🤖 AI Summary
This work addresses the challenge of state distribution shift in long-horizon language model agents, which often stems from early errors during multi-turn interactions. While supervised fine-tuning is limited by covariate shift and reinforcement learning provides only sparse rewards, this study adapts the DAgger algorithm to large language model agents. It collects trajectories via episode-level interpolation between student and teacher policies and leverages dense supervision signals from the teacher to train the student, thereby ensuring consistency with the deployment distribution while enabling efficient learning through real-environment interaction. Evaluated on SWE-bench Verified, the approach improves performance by 3.9 and 3.6 percentage points for 4B and 8B models, respectively—yielding a 27.3% success rate for the 4B agent (surpassing most 8B systems) and 29.8% for the 8B agent, approaching the performance of 32B-scale models.
📝 Abstract
Long-horizon LM agents learn from multi-turn interaction, where a single early mistake can alter the subsequent state distribution and derail the whole trajectory. Existing recipes fall short in complementary ways: supervised fine-tuning provides dense teacher supervision but suffers from covariate shift because it is trained on off-policy teacher trajectories; while reinforcement learning with verifiable rewards avoids this off-policy mismatch by learning from on-policy rollouts but with only sparse outcome feedback. We address this dilemma by revisiting Dataset Aggregation (DAgger) for multi-turn LM agents: the algorithm collects trajectories through a turn-level interpolation of student and teacher policies, and the student is then trained on these trajectories using supervised labels provided by the teacher.
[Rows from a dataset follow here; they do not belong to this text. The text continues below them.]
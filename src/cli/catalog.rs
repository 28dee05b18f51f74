//! Load-catalog subcommand
//!
//! Seeds the template catalog from a YAML or JSON tree of
//! supers → groups → templates → subtasks.

use crate::db::catalog::CatalogSeed;
use anyhow::{Context, Result};
use clap::Args;
use std::path::PathBuf;

/// Arguments for the load-catalog subcommand
#[derive(Args, Debug)]
pub struct LoadCatalogArgs {
    /// Path to the catalog file (.yaml, .yml or .json)
    #[arg(value_name = "FILE")]
    pub file: PathBuf,
}

impl LoadCatalogArgs {
    /// Check if this is a JSON file based on extension
    pub fn is_json(&self) -> bool {
        self.file.extension().is_some_and(|ext| ext == "json")
    }

    /// Read and parse the catalog file.
    pub fn read_seed(&self) -> Result<CatalogSeed> {
        let content = std::fs::read_to_string(&self.file)
            .with_context(|| format!("Failed to read catalog file {}", self.file.display()))?;
        parse_seed(&content, self.is_json())
            .with_context(|| format!("Failed to parse catalog file {}", self.file.display()))
    }
}

pub fn parse_seed(content: &str, json: bool) -> Result<CatalogSeed> {
    if json {
        Ok(serde_json::from_str(content)?)
    } else {
        Ok(serde_yaml::from_str(content)?)
    }
}

#[cfg(test)]
mod tests {
    use super::*;
    use std::io::Write;

    #[test]
    fn test_is_json() {
        let args = LoadCatalogArgs {
            file: PathBuf::from("catalog.yaml"),
        };
        assert!(!args.is_json());

        let args = LoadCatalogArgs {
            file: PathBuf::from("catalog.json"),
        };
        assert!(args.is_json());
    }

    #[test]
    fn test_parse_yaml_seed() {
        let yaml = r#"
supers:
  - id: S1
    name: Audit Package
    groups:
      - id: G1
        name: Reviews
        templates:
          - id: T1
            name: Review
            estimated_hours: 4
            subtasks:
              - id: T2
                name: Checklist
"#;
        let seed = parse_seed(yaml, false).unwrap();
        assert_eq!(seed.supers.len(), 1);
        let template = &seed.supers[0].groups[0].templates[0];
        assert_eq!(template.estimated_hours, Some(4.0));
        assert_eq!(template.subtasks[0].name, "Checklist");
        assert_eq!(template.subtasks[0].rank, 0);
    }

    #[test]
    fn test_read_seed_from_json_file() {
        let mut file = tempfile::Builder::new().suffix(".json").tempfile().unwrap();
        write!(
            file,
            r#"{{"supers": [{{"name": "Onboarding", "groups": []}}]}}"#
        )
        .unwrap();

        let args = LoadCatalogArgs {
            file: file.path().to_path_buf(),
        };
        let seed = args.read_seed().unwrap();
        assert_eq!(seed.supers[0].name, "Onboarding");
        assert!(seed.supers[0].id.is_none());
    }

    #[test]
    fn test_read_seed_reports_path() {
        let args = LoadCatalogArgs {
            file: PathBuf::from("/nonexistent/catalog.yaml"),
        };
        let err = args.read_seed().unwrap_err();
        assert!(err.to_string().contains("/nonexistent/catalog.yaml"));
    }
}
By directly interacting with environments, we expose the model to realistic states likely to be encountered during deployment, thereby effectively mitigating covariate shift. Besides, since the student is learned by mimicking the teacher's behavior, it receives rich feedback during learning. To demonstrate DAgger enjoys the benefits of both worlds, we tested the algorithm to train a software-engineering agent with 4B- and 8B-scale student models. On SWE-bench Verified, our DAgger-style training improves over the strongest post-training baseline by +3.9 points at 4B and +3.6 points at 8B. The resulting 4B agent reaches 27.3%, outperforming representative published 8B SWE-agent systems, while the 8B agent achieves 29.8%, surpassing SWE-Gym-32B and coming within 5 points of stronger 32B-scale agents. Together with consistent gains on the held-out SWE-Gym split, these results suggest the effectiveness of DAgger for modern long-horizon LM agents.